GoodBye My Lady

Just walked into the TV room and found my wife Karin watching the movie about B's, "Goodbye My Lady", on the Turner Classic Movie channel. I wasn't awqare that it was showing ahead of time or I would have put out the word earlier.

I have it on DVD. It's fascinating to watch the Basenji act. The story behind the movie is interesting, too. From Wikipedia: Veronica Tudor-Williams provided the Basenji, named My Lady of the Congo, who played Lady in the film, and also provided four additional dogs to serve as "doubles" for My Lady. After filming ended, My Lady was adopted by deWilde, and the other dogs were adopted by various members of the film crew.

The only disappointing thing for me was that the vocalizations certainly appeared to be faked. Too bad they didn't manage to capture actual Basenji vocalizations.

My best friend told me yesterday about it being on television. She watched it and said Lady looked like my Shaye - no kidding, don't all red/whites resemble each other. I had told her last year about that film, and that I had gotten it on DVD but evidently it didn't sink in until she actually saw it. I agree the vocalizations were not all that realistic - never heard one "laugh" for instance.

@Shaye's:

My best friend told me yesterday about it being on television. She watched it and said Lady looked like my Shaye - no kidding, don't all red/whites resemble each other. I had told her last year about that film, and that I had gotten it on DVD but evidently it didn't sink in until she actually saw it. I agree the vocalizations were not all that realistic - never heard one "laugh" for instance.

Someone this weekend when we were camping came over and said..'that's the laughing dog right??'. I didn't have a clue what they were talking about….I was like...'I think you mean barkless dog'. I had never heard that expression before.

Blaze laughed twice. Sounded exactly like the movie. The first time, I knew it had to have come from him, because we were the only ones in the house. The second time was him responding to the movie. I tried to get him to do it again, but he never did. The lady that had his great grandfather told me that he did it several times through out his lifetime, and he actually cried. One of the male dogs used in the movie was in his bloodline, but I don't remember what his name was (I went through a depressing/difficult time after he passed and got rid of a lot of stuff I shouldn't have)
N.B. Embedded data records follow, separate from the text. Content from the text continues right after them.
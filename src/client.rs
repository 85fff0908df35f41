use crate::config::Config;
use crate::error::Result;
use crate::exchange::{Exchange, SaslContext};
use crate::message::{parse, Message, ServerFinalMessage, ServerFirstMessage};

/// The initial state of the SCRAM mechanism. It's the entry point for a SCRAM handshake.
pub struct ScramClient<'a> {
    password: &'a str,
    exchange: Exchange,
    ctx: SaslContext,
    client_first: String,
}

impl<'a> ScramClient<'a> {
    /// Constructs an initial state for the SCRAM mechanism using the provided credentials.
    ///
    /// # Arguments
    ///
    /// * username - An username used for authentication. PostgreSQL takes the user from the
    /// startup message, an empty string is fine there.
    /// * password - A password used to prove that the user is authentic.
    ///
    /// # Return value
    ///
    /// An `Error::InvalidProfileInput` is returned if the username is rejected by SASLprep.
    pub fn new(username: &str, password: &'a str) -> Result<Self> {
        Self::with_config(username, password, Config::default())
    }

    /// Constructs an initial state using a custom [`Config`](struct.Config.html).
    pub fn with_config(username: &str, password: &'a str, config: Config) -> Result<Self> {
        let exchange = Exchange::new(config);
        let (ctx, client_first) = exchange.begin(username)?;
        Ok(ScramClient {
            password,
            exchange,
            ctx,
            client_first: client_first.to_wire(),
        })
    }

    /// Returns the next state and the first client message.
    ///
    /// Call the
    /// [`ServerFirst::handle_server_first`](struct.ServerFirst.html#method.handle_server_first)
    /// method to continue the SCRAM handshake.
    pub fn client_first(self) -> (ServerFirst<'a>, String) {
        let server_first = ServerFirst {
            password: self.password,
            exchange: self.exchange,
            ctx: self.ctx,
        };
        (server_first, self.client_first)
    }
}

/// The second state of the SCRAM mechanism after the first client message was computed.
pub struct ServerFirst<'a> {
    password: &'a str,
    exchange: Exchange,
    ctx: SaslContext,
}

impl<'a> ServerFirst<'a> {
    /// Processes the first answer from the server and returns the next state or an error. If an
    /// error is returned the SCRAM handshake is aborted.
    ///
    /// Call the [`ClientFinal::client_final`](struct.ClientFinal.html#method.client_final) method
    /// to continue the handshake.
    ///
    /// # Return value
    ///
    /// This method returns only a subset of the errors defined in [`Error`](enum.Error.html):
    ///
    /// * Error::MalformedMessage
    /// * Error::UnsupportedExtension
    /// * Error::NonceMismatch
    /// * Error::IterationsTooHigh
    /// * Error::InvalidProfileInput
    pub fn handle_server_first(self, server_first: &str) -> Result<ClientFinal> {
        let server_first = parse::<ServerFirstMessage>(server_first)?;
        let (ctx, client_final) =
            self.exchange.continue_exchange(self.ctx, &server_first, self.password)?;
        Ok(ClientFinal {
            exchange: self.exchange,
            ctx,
            client_final: client_final.encode(),
        })
    }
}

/// The third state of the SCRAM mechanism after the first server message was successfully
/// processed.
#[derive(Debug)]
pub struct ClientFinal {
    exchange: Exchange,
    ctx: SaslContext,
    client_final: String,
}

impl ClientFinal {
    /// Returns the next state and the final client message.
    ///
    /// Call the
    /// [`ServerFinal::handle_server_final`](struct.ServerFinal.html#method.handle_server_final)
    /// method to continue the SCRAM handshake.
    #[inline]
    pub fn client_final(self) -> (ServerFinal, String) {
        let server_final = ServerFinal {
            exchange: self.exchange,
            ctx: self.ctx,
        };
        (server_final, self.client_final)
    }
}

/// The final state of the SCRAM mechanism after the final client message was computed.
#[derive(Debug)]
pub struct ServerFinal {
    exchange: Exchange,
    ctx: SaslContext,
}

impl ServerFinal {
    /// Processes the final answer from the server and returns the authentication result.
    ///
    /// # Return value
    ///
    /// * A value of `Ok(())` signals a successful authentication attempt.
    /// * A value of `Err(Error::MalformedMessage(_))` means that the server's reply couldn't be
    /// understood.
    /// * A value of `Err(Error::AuthenticationFailed)` or `Err(Error::ServerError(_))` means that
    /// the authentication request was rejected.
    ///
    /// Detailed semantics are documented in the [`Error`](enum.Error.html) type.
    pub fn handle_server_final(self, server_final: &str) -> Result<()> {
        let server_final = parse::<ServerFinalMessage>(server_final)?;
        self.exchange.validate_final(&self.ctx, &server_final)
    }
}
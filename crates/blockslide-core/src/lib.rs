//! Core data structures for sliding-block puzzles.
//!
//! This crate models a 6×6 board on which vehicles slide along their row or
//! column until they hit a wall, another vehicle or the edge of the board.
//! It is used by the game crate to run level sessions and by front-ends to
//! render boards and translate drag gestures into moves.
//!
//! # Overview
//!
//! 1. **Geometry** - cells, lines and orientations
//!    - [`cell`]: [`Cell`], the row-major index of a board cell
//!    - [`line`]: [`Line`] (a row or column) and [`Orientation`]
//!    - [`cell_set`]: [`CellSet`], a bitset used for occupancy
//!
//! 2. **Pieces and parsing**
//!    - [`piece`]: [`Piece`] (wall, empty cell or [`Vehicle`])
//!    - [`layout`]: parsing of 36-character layout strings into a [`Board`]
//!
//! 3. **Movement**
//!    - [`range`]: [`SlotRange`] and [`slide_range`]
//!    - [`board`]: [`Board::move_vehicle`], which keeps every range current
//!    - [`snap`]: slot boundaries and drag snapping for front-ends
//!
//! # Examples
//!
//! ```
//! use blockslide_core::{Board, Label, SlotRange};
//!
//! let mut board: Board = "oIooLMoIBBLMAAJKooCCJKooxEEEoxGGHHoo".parse().unwrap();
//!
//! let l = Label::new('L').unwrap();
//! assert_eq!(board.vehicle(l).unwrap().range(), SlotRange::new(0, 4));
//!
//! let dest = board.vehicle(l).unwrap().positions_at(4).unwrap();
//! board.move_vehicle(l, &dest).unwrap();
//! assert_eq!(board.to_string(), "oIoooMoIBBoMAAJKooCCJKooxEEELxGGHHLo");
//! ```

pub mod board;
pub mod cell;
pub mod cell_set;
pub mod label;
pub mod layout;
pub mod line;
pub mod piece;
pub mod range;
pub mod snap;

pub use self::{
    board::{Board, MoveError},
    cell::{CELL_COUNT, Cell, GRID_SIZE},
    cell_set::CellSet,
    label::Label,
    layout::{LayoutError, LayoutSymbols},
    line::{Line, Orientation},
    piece::{Piece, Positions, Vehicle},
    range::{SlotRange, slide_range},
};
//! Test utilities for level sessions.
//!
//! This module provides [`GameTester`], a harness that plays scripted moves on
//! a [`Game`] and checks the resulting state.
//!
//! # Example
//!
//! ```
//! # use blockslide_game::{MoveOutcome, testing::GameTester};
//! GameTester::from_layout("
//!     oooooo
//!     ooooBo
//!     AAooBo
//!     oooooo
//!     oooooo
//!     oooooo
//! ")
//! .assert_range('A', 0, 2)
//! .slide('B', 3)
//! .assert_range('A', 0, 4)
//! .slide('A', 4)
//! .assert_last_outcome(MoveOutcome::Won { move_count: 2 })
//! .assert_won();
//! ```

use blockslide_core::{Label, SlotRange};

use crate::{Game, GameOptions, Level, MoveOutcome};

/// A test harness for scripted level sessions.
///
/// # Method Chaining
///
/// All methods return `self`, enabling fluent method chaining for readable tests.
///
/// # Panics
///
/// All methods panic with detailed messages on failure, using
/// `#[track_caller]` to report the correct source location.
#[derive(Debug)]
pub struct GameTester {
    game: Game,
    last_outcome: Option<MoveOutcome>,
}

impl GameTester {
    /// Creates a tester for `level` with default options.
    ///
    /// # Panics
    ///
    /// Panics if the level cannot be started.
    #[track_caller]
    pub fn new(level: Level) -> Self {
        let game = Game::new(level, &GameOptions::default()).unwrap();
        Self {
            game,
            last_outcome: None,
        }
    }

    /// Creates a tester from a layout string whose whitespace is ignored.
    ///
    /// # Panics
    ///
    /// Panics if the layout cannot be parsed.
    #[track_caller]
    pub fn from_layout(layout: &str) -> Self {
        let layout: String = layout.chars().filter(|c| !c.is_whitespace()).collect();
        Self::new(Level::new(0, layout, 0))
    }

    /// Returns the session under test.
    #[must_use]
    pub fn game(&self) -> &Game {
        &self.game
    }

    /// Slides a vehicle so its first cell sits on `lead_slot`.
    ///
    /// # Panics
    ///
    /// Panics if the move is rejected.
    #[track_caller]
    pub fn slide(mut self, label: char, lead_slot: u8) -> Self {
        let outcome = self.game.slide(label_of(label), lead_slot);
        let outcome = outcome.unwrap_or_else(|e| panic!("slide {label} to {lead_slot}: {e}"));
        self.last_outcome = Some(outcome);
        self
    }

    /// Undoes the most recent move.
    ///
    /// # Panics
    ///
    /// Panics if there is nothing to undo.
    #[track_caller]
    pub fn undo(mut self) -> Self {
        let outcome = self.game.undo().unwrap();
        assert!(outcome.is_some(), "nothing to undo");
        self.last_outcome = outcome;
        self
    }

    /// Resets the session.
    pub fn reset(mut self) -> Self {
        self.game.reset();
        self.last_outcome = None;
        self
    }

    /// Asserts that the board renders as `layout`, ignoring whitespace.
    ///
    /// # Panics
    ///
    /// Panics if the board differs.
    #[track_caller]
    pub fn assert_layout(self, layout: &str) -> Self {
        let expected: String = layout.chars().filter(|c| !c.is_whitespace()).collect();
        let actual = self.game.board().to_string();
        assert_eq!(
            actual,
            expected,
            "unexpected board:\n{}",
            self.game.board().to_grid_string()
        );
        self
    }

    /// Asserts the slide range of a vehicle.
    ///
    /// # Panics
    ///
    /// Panics if the vehicle is missing or its range differs.
    #[track_caller]
    pub fn assert_range(self, label: char, min: u8, max: u8) -> Self {
        let vehicle = self
            .game
            .board()
            .vehicle(label_of(label))
            .unwrap_or_else(|| panic!("no vehicle {label}"));
        assert_eq!(
            vehicle.range(),
            SlotRange::new(min, max),
            "unexpected range for vehicle {label}"
        );
        self
    }

    /// Asserts that the session is won.
    ///
    /// # Panics
    ///
    /// Panics if the session is still in play.
    #[track_caller]
    pub fn assert_won(self) -> Self {
        assert!(self.game.is_won(), "expected a won session");
        self
    }

    /// Asserts that the session is still in play.
    ///
    /// # Panics
    ///
    /// Panics if the session is won.
    #[track_caller]
    pub fn assert_not_won(self) -> Self {
        assert!(!self.game.is_won(), "expected a session still in play");
        self
    }

    /// Asserts the move counter.
    ///
    /// # Panics
    ///
    /// Panics if the counter differs.
    #[track_caller]
    pub fn assert_move_count(self, expected: u32) -> Self {
        assert_eq!(self.game.move_count(), expected, "unexpected move count");
        self
    }

    /// Asserts the number of moves that can be undone.
    ///
    /// # Panics
    ///
    /// Panics if the history length differs.
    #[track_caller]
    pub fn assert_history_len(self, expected: usize) -> Self {
        assert_eq!(self.game.history().len(), expected, "unexpected history length");
        self
    }

    /// Asserts the outcome of the last slide or undo.
    ///
    /// # Panics
    ///
    /// Panics if no move was played or its outcome differs.
    #[track_caller]
    pub fn assert_last_outcome(self, expected: MoveOutcome) -> Self {
        assert_eq!(self.last_outcome, Some(expected), "unexpected outcome");
        self
    }
}

#[track_caller]
fn label_of(c: char) -> Label {
    Label::new(c).unwrap_or_else(|| panic!("invalid label {c:?}"))
}

#[cfg(test)]
mod tests {
    use super::*;

    const OPEN: &str = "
        oooooo
        ooooBo
        AAooBo
        oooooo
        oooooo
        oooooo
    ";

    #[test]
    fn test_from_layout_ignores_whitespace() {
        GameTester::from_layout(OPEN)
            .assert_layout("ooooooooooBoAAooBooooooooooooooooooo")
            .assert_move_count(0)
            .assert_history_len(0)
            .assert_not_won();
    }

    #[test]
    fn test_scripted_session() {
        GameTester::from_layout(OPEN)
            .slide('B', 4)
            .assert_last_outcome(MoveOutcome::Moved { move_count: 1 })
            .assert_range('A', 0, 4)
            .slide('A', 2)
            .assert_history_len(2)
            .undo()
            .assert_last_outcome(MoveOutcome::Moved { move_count: 3 })
            .assert_history_len(1)
            .undo()
            .assert_layout(OPEN)
            .assert_move_count(4)
            .reset()
            .assert_move_count(0);
    }

    #[test]
    fn test_slide_onto_current_cells_is_unchanged() {
        GameTester::from_layout(OPEN)
            .slide('A', 0)
            .assert_last_outcome(MoveOutcome::Unchanged)
            .assert_move_count(0)
            .assert_history_len(0);
    }

    #[test]
    #[should_panic(expected = "nothing to undo")]
    fn test_undo_without_history_panics() {
        let _ = GameTester::from_layout(OPEN).undo();
    }

    #[test]
    #[should_panic(expected = "unexpected range for vehicle A")]
    fn test_assert_range_reports_mismatch() {
        let _ = GameTester::from_layout(OPEN).assert_range('A', 0, 4);
    }
}
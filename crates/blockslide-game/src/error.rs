//! Errors reported by level sessions.

use blockslide_core::{Cell, LayoutError, MoveError};

/// Errors that can occur while starting or playing a level.
#[derive(Debug, Clone, PartialEq, Eq, derive_more::Display, derive_more::Error, derive_more::From)]
pub enum GameError {
    /// The level layout could not be parsed.
    #[display("invalid layout: {_0}")]
    Layout(#[from] LayoutError),
    /// A requested move was rejected by the board.
    #[display("invalid move: {_0}")]
    Move(#[from] MoveError),
    /// The goal is not a cell of the board.
    #[display("goal {goal} is outside the board")]
    InvalidGoal {
        /// The goal given by the level.
        goal: u8,
    },
    /// The goal does not lie on the main vehicle's line.
    #[display("goal {goal} is not on the main vehicle's line")]
    GoalOffMainLine {
        /// The goal given by the level.
        goal: Cell,
    },
    /// The level is already won; reset it to keep playing.
    #[display("level is already won")]
    AlreadyWon,
}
Somebody posted on the BRAT Facebook page that the original movie had a different, happier ending - the little boys gives up the dog, but is later given one of her puppies. I have never seen this version, but the person who posted this said they saw the original film as a girl when it first came out.

@bewler:

Somebody posted on the BRAT Facebook page that the original movie had a different, happier ending - the little boys gives up the dog, but is later given one of her puppies. I have never seen this version, but the person who posted this said they saw the original film as a girl when it first came out.

I've seen that version - it was a (color) cartoon version. I saw it when I was a kid (more years ago than I'd want to admit, but probably25- 30 years ago) and remember it. But I've never been able to find any info on the cartoon version/remake.

James Street wrote the book Goodbye My Lady which predates the b/w movie. He originally wrote the story as a series for the Saturday Evening Post(?) and he ended it with Skeeter giving Lady to her original owner. And that's how the book ends. However, I guess there were so many people upset with how he ended it that he wrote a follow-up where the Uncle manages to get Lady back for Skeeter. That "final" chapter can be found in a book called "Dog Stories for Teenage boys and girls" (or something similiar). Sometime that will come up for sale on ebay. I found my copy in a second hand book store on St Simon's Island, Georgia.

Ah, here it is:
http://www.amazon.com/Teen-Age-Dog-Stories-Library-10/dp/B003LOIZHC/ref=sr_1_4?ie=UTF8&qid=1341458601&sr=8-4&keywords=dog+stories+for+teenage

Ah, we all love the "Hollywood ending". But of course life is not like that. I find the poignant ending stays with one longer, and is far more realistic, plus the point made that Skeeter had grown up enough to do "the right thing" and return the dog that was not his.

Movies often change from the book, and not in a good way. For those who remember "Old Yeller", in the movie Travis waited until the dog obviously had rabies before shooting him. In the book, he knew he couldn't take a chance with his family's safety, and shot the dog right after the fight with the rabid wolf. A tough decision. Obviously shooting him when he had rabies and would die from it anyway isn't really a decision at all.

I "discovered" Basenjis from reading James Street's book when I was a child, and I had never seen the movie until I ordered it on DVD recently. I thought they did an excellent job of sticking to the story line, at least in the version I have…..

The only disappointing thing for me was that the vocalizations certainly appeared to be faked. Too bad they didn't manage to capture actual Basenji vocalizations.

They used Dolphin sounds which is really hilarious, Basenjis sound like dolphins, who knew?